[llvm] Fix performance bug in buildLocationList (PR #108886)
Jeremy Morse via llvm-commits
llvm-commits at lists.llvm.org
Wed Sep 18 04:07:28 PDT 2024
https://github.com/jmorse commented:
Performance patches most welcome; I can see how stepping through the section-ranges when examining the start-label is going to be faster, and why that necessitates MBBSectionRanges being in the right order.
The change to the end of buildLocationList is less clear however. I believe that section of code is determining whether we should issue a "single-location" location, i.e. saying:
DW_AT_location DW_OP_constu 1234
instead of issuing a location list. I would have imagined that this is unrelated to basic-block-sections: if the variable has the same value across its whole scope, surely it doesn't matter which sections the covered instructions are in, and we don't need to issue a location list anyway if that's true.
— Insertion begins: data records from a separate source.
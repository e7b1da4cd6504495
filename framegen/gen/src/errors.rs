//! Error types for the framegen generator.

use thiserror::Error;

use crate::render::RenderError;

/// Errors that can occur during schema assembly and code generation.
#[derive(Debug, Error)]
pub enum GeneratorError {
    /// A specification entry populated zero, or more than one, kind payload.
    ///
    /// `entry` names the offending attribute, block, or element type and the
    /// kinds that were found.
    #[error("Unknown kind for '{entry}': expected exactly one kind, found [{}]", .found.join(", "))]
    UnknownKind {
        /// Name of the entry (or the enclosing entry, for element types).
        entry: String,
        /// Every populated kind key; empty when none was populated.
        found: Vec<String>,
    },

    /// A collection or object has an element or member kind with no known
    /// conversion to and from its external type.
    #[error("No conversion is defined for element kind '{element_kind}'")]
    UnresolvedElementConversion {
        /// Kind of the element or member that could not be converted.
        element_kind: String,
    },

    /// The conversion for this node kind is not implemented yet.
    ///
    /// This is a recoverable condition: schema and record code for the node
    /// are still generated, only its conversion functions are skipped.
    #[error("Conversion for '{kind}' is not implemented; write it by hand")]
    Unimplemented {
        /// Kind whose conversion is missing.
        kind: String,
    },

    /// Two nodes of one file would generate wrappers with the same Go name.
    #[error("Wrapper '{wrapper}' is generated for both '{first}' and '{second}'")]
    DuplicateWrapper {
        wrapper: String,
        /// Dotted path of the first node generating it.
        first: String,
        /// Dotted path of the second node generating it.
        second: String,
    },

    /// An attribute and a block share a name within one object level.
    #[error("'{name}' names both an attribute and a block")]
    NameClash { name: String },

    /// The rendering collaborator failed.
    #[error(transparent)]
    Render(#[from] RenderError),

    /// Failed to read or parse a specification document.
    #[error("Failed to parse specification '{path}': {reason}")]
    ParseError {
        /// Path of the specification file.
        path: String,
        /// Parser message.
        reason: String,
    },

    /// Failed to write output file
    #[error("Failed to write output file '{path}': {source}")]
    WriteError {
        path: String,
        #[source]
        source: std::io::Error,
    },

    /// Invalid command-line configuration.
    #[error("Invalid configuration: {0}")]
    ConfigError(String),

    #[error("IO error: {0}")]
    Io(#[from] std::io::Error),
}

impl GeneratorError {
    /// Whether this error only reports a missing conversion implementation.
    ///
    /// Callers use this to skip a fragment instead of aborting generation.
    ///
    /// ## Examples
    ///
    /// ```
    /// use framegen_gen::errors::GeneratorError;
    ///
    /// let skip = GeneratorError::Unimplemented { kind: "single_nested".to_string() };
    /// assert!(skip.is_unimplemented());
    ///
    /// let abort = GeneratorError::UnresolvedElementConversion { element_kind: "list".to_string() };
    /// assert!(!abort.is_unimplemented());
    /// ```
    pub fn is_unimplemented(&self) -> bool {
        matches!(self, GeneratorError::Unimplemented { .. })
    }

    pub(crate) fn unknown_kind(entry: &str, found: &[&str]) -> Self {
        GeneratorError::UnknownKind {
            entry: entry.to_string(),
            found: found.iter().map(|k| k.to_string()).collect(),
        }
    }
}

#[cfg(test)]
mod tests {
    use super::*;

    #[test]
    fn unknown_kind_message_lists_found_kinds() {
        let err = GeneratorError::unknown_kind("thing", &["bool", "string"]);
        assert_eq!(
            err.to_string(),
            "Unknown kind for 'thing': expected exactly one kind, found [bool, string]"
        );
    }

    #[test]
    fn unknown_kind_message_with_no_kinds() {
        let err = GeneratorError::unknown_kind("thing", &[]);
        assert!(err.to_string().ends_with("found []"));
    }

    #[test]
    fn render_errors_pass_through_verbatim() {
        let err: GeneratorError = RenderError::Template {
            template: "to_from_scalar".to_string(),
            reason: "boom".to_string(),
        }
        .into();

        assert_eq!(
            err.to_string(),
            RenderError::Template {
                template: "to_from_scalar".to_string(),
                reason: "boom".to_string(),
            }
            .to_string()
        );
    }
}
Specifically, adding the not-function-end qualifier to this clause:
(RangeIt->second.EndLabel != Asm->getFunctionEnd() &&
CurEntry->getEndSym() != RangeIt->second.EndLabel)
might disable the detection of whether a variable-location-range over the end block is terminated before the end of the block, and allow the issuing of a "single-location" location. Consider this:
entry:
DBG_VALUE 1234
$rax = something
....
end_bb:
$rax = something
DBG_VALUE $noreg
$rax = something_else
ret
Here the variable location covers the whole function except the last instruction -- perhaps there's a late variable assignment that's been optimised away. In this situation we want to issue a location list that covers the whole function except the final instruction, but I believe with this patch (and that extra clause of `RangeIt->second.EndLabel != Asm->getFunctionEnd()`) we'll instead emit a single-location location. That can then lead to a stale/out-of-date variable value being presented to the user on the final instruction of the program.
I might have missed something subtle about the labels though (I'm not familiar with basic-block sections, and it seems fiddly).